In fact, for Angela,
the world seems a little brighter when her high school boyfriend and first
love Myles pays her a surprise visit. His presence stimulates a wave of
emotion that briefly distracts her from her seemingly perfect reconnection
with her estranged husband. She quickly recalls the first time they made
love at The Spot and how no man, including her husband had ever been so
tender and loving towards her. She is filled with fond memories and silent
lust until a popping sound, which Angela initially thinks is the sound of
firecrackers, interrupts the festivities, shatters the family, and unleashes
a frantic search for answers.
The
novel relies heavily on the concept that things are not quite as they seem.

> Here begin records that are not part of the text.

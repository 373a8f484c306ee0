//! Listing-page scraping: a news page whose stories are linked headings.
//!
//! Each `<h1>`..`<h6>` wrapping an `<a href>` becomes one entry. Within the
//! markup up to the next heading, a `<p>` or `<time>` whose attributes
//! mention `date` supplies the published date and the first other `<p>`
//! supplies the summary.

use std::sync::LazyLock;

use async_trait::async_trait;
use ednews_core::Entry;
use regex::Regex;
use reqwest::Url;

use crate::error::FeedError;
use crate::processor::{fetch_text, FetchContext, Preprocessor};

static HEADING_LINK_RE: LazyLock<Regex> = LazyLock::new(|| {
    Regex::new(r#"(?is)<h[1-6][^>]*>\s*<a\s[^>]*?href\s*=\s*["']([^"']+)["'][^>]*>(.*?)</a>"#)
        .expect("valid regex")
});

static PARAGRAPH_RE: LazyLock<Regex> = LazyLock::new(|| {
    Regex::new(r"(?is)<(p|time)(\s[^>]*)?>(.*?)</(?:p|time)>").expect("valid regex")
});

static DATETIME_ATTR_RE: LazyLock<Regex> = LazyLock::new(|| {
    Regex::new(r#"(?i)datetime\s*=\s*["']([^"']+)["']"#).expect("valid regex")
});

static TAG_RE: LazyLock<Regex> = LazyLock::new(|| Regex::new(r"(?s)<[^>]*>").expect("valid regex"));

static SPACE_RE: LazyLock<Regex> = LazyLock::new(|| Regex::new(r"\s+").expect("valid regex"));

/// Strip tags, decode the common entities, and collapse whitespace.
pub(crate) fn clean_text(fragment: &str) -> String {
    let stripped = TAG_RE.replace_all(fragment, " ");
    let decoded = stripped
        .replace("&nbsp;", " ")
        .replace("&quot;", "\"")
        .replace("&#39;", "'")
        .replace("&#8217;", "\u{2019}")
        .replace("&lt;", "<")
        .replace("&gt;", ">")
        .replace("&amp;", "&");
    SPACE_RE.replace_all(&decoded, " ").trim().to_owned()
}

fn resolve_link(href: &str, base: Option<&Url>) -> Option<String> {
    let href = href.trim();
    if href.is_empty() || href.starts_with('#') || href.starts_with("javascript:") {
        return None;
    }
    match base {
        Some(base) => base.join(href).ok().map(String::from),
        None => Url::parse(href).ok().map(String::from),
    }
}

/// Extract headline entries from a listing page, in page order.
///
/// Relative links are resolved against `page_url`. Headings whose link text
/// is empty are skipped.
#[must_use]
pub fn parse_listing(html: &str, page_url: &str) -> Vec<Entry> {
    let base = Url::parse(page_url).ok();
    let headings: Vec<_> = HEADING_LINK_RE.captures_iter(html).collect();

    let mut entries = Vec::with_capacity(headings.len());
    for (i, caps) in headings.iter().enumerate() {
        let title = clean_text(&caps[2]);
        let Some(link) = resolve_link(&caps[1], base.as_ref()) else {
            continue;
        };
        if title.is_empty() {
            continue;
        }

        let start = caps.get(0).map_or(0, |m| m.end());
        let end = headings
            .get(i + 1)
            .and_then(|next| next.get(0))
            .map_or(html.len(), |m| m.start());
        let segment = &html[start..end];

        let mut published = None;
        let mut summary = None;
        for p in PARAGRAPH_RE.captures_iter(segment) {
            let attrs = p.get(2).map_or("", |m| m.as_str());
            let is_date = p[1].eq_ignore_ascii_case("time") || attrs.to_lowercase().contains("date");
            if is_date {
                if published.is_none() {
                    published = DATETIME_ATTR_RE
                        .captures(attrs)
                        .map(|d| d[1].trim().to_owned())
                        .or_else(|| Some(clean_text(&p[3])))
                        .filter(|d| !d.is_empty());
                }
            } else if summary.is_none() {
                summary = Some(clean_text(&p[3])).filter(|s| !s.is_empty());
            }
        }

        entries.push(Entry {
            guid: Some(link.clone()),
            title: Some(title),
            link: Some(link),
            summary,
            published,
            ..Entry::default()
        });
    }
    entries
}

/// Preprocessor for HTML listing pages. Sources without a `feed` URL may use
/// their `link` with this processor.
#[derive(Debug, Clone)]
pub struct HtmlListPreprocessor {
    name: String,
}

impl HtmlListPreprocessor {
    #[must_use]
    pub fn new(name: &str) -> Self {
        Self {
            name: name.to_owned(),
        }
    }
}

impl Default for HtmlListPreprocessor {
    fn default() -> Self {
        Self::new("html-list")
    }
}

#[async_trait]
impl Preprocessor for HtmlListPreprocessor {
    fn name(&self) -> &str {
        &self.name
    }

    fn accepts_page_url(&self) -> bool {
        true
    }

    async fn fetch(&self, ctx: &FetchContext) -> Result<Vec<Entry>, FeedError> {
        let html = fetch_text(&ctx.client, &ctx.url).await?;
        let entries = parse_listing(&html, &ctx.url);
        tracing::debug!(source = %ctx.source_key, count = entries.len(), "parsed listing page");
        Ok(entries)
    }
}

In fact, the title of the novel and the name of Angela's grandmother's home,
The Good House, are ironic given the home holds anything but good memories
for Angela. This point immediately sticks out when you learn of the tragic
death of Angela's own mother in the kitchen of the home some decades prior
to Corey's suicide there on July 4th. Angela's marriage is also a casualty
of the house, as the pair suffers an irreparable rift upon Corey's death
using a handgun Tariq supposedly sold at a pawnbroker sometime before the
incident. Later in the novel, you learn of her grandmother's loss of two
husbands, not to mention neighbors and friends who suffer once they've come
in contact with the house.
Constructed through a
series of flashbacks and present day account, the reader gets a glimpse into
the minds of the central characters before and after Corey's suicide.
In essence, the
reader is told the why of Corey's death and the murder of others, which
Angela so desperately looks for before finding out. This knowledge incites
the reader to want to save Angela from her fate. Much like patrons in a
horror movie theater, the reader is given a complete picture and wants to
yell out, "Don't go in there," or "Run, girl, get out of there," before
anything can happen to Angela. And, much like in the movie experience, the
reader must continue page after page, helpless to change Angela's actions.
One voice that rises
above all others in the novel, which echoes the sentiment of readers, is
Naomi Price’s. Naomi, a starlet on the rise and client of Angela's, is
silenced by the curse before she can convince Angela that the Good House is
not good at all. Suffering a fate of like that of Dorothy Strattan and
Rebecca Schaeffer, Naomi's star is halted at her peek and she will forever
be "beautiful for prosperity."
A cross between the
Exorcist and Eve's Bayou, the combination voodoo magic and possession will
keep viewers flipping the 480 pages until the very end to see how Angela can
rise from the curse of her ancestors. Although the house in this novel may
not truly be good, there is good character development, a good plot and a
good conclusion that add to the flow in The Good House.
MTamanika (Nika) C. Beamon
Currently, she is Writer/Producer for WABC-TV Eyewitness News in New York.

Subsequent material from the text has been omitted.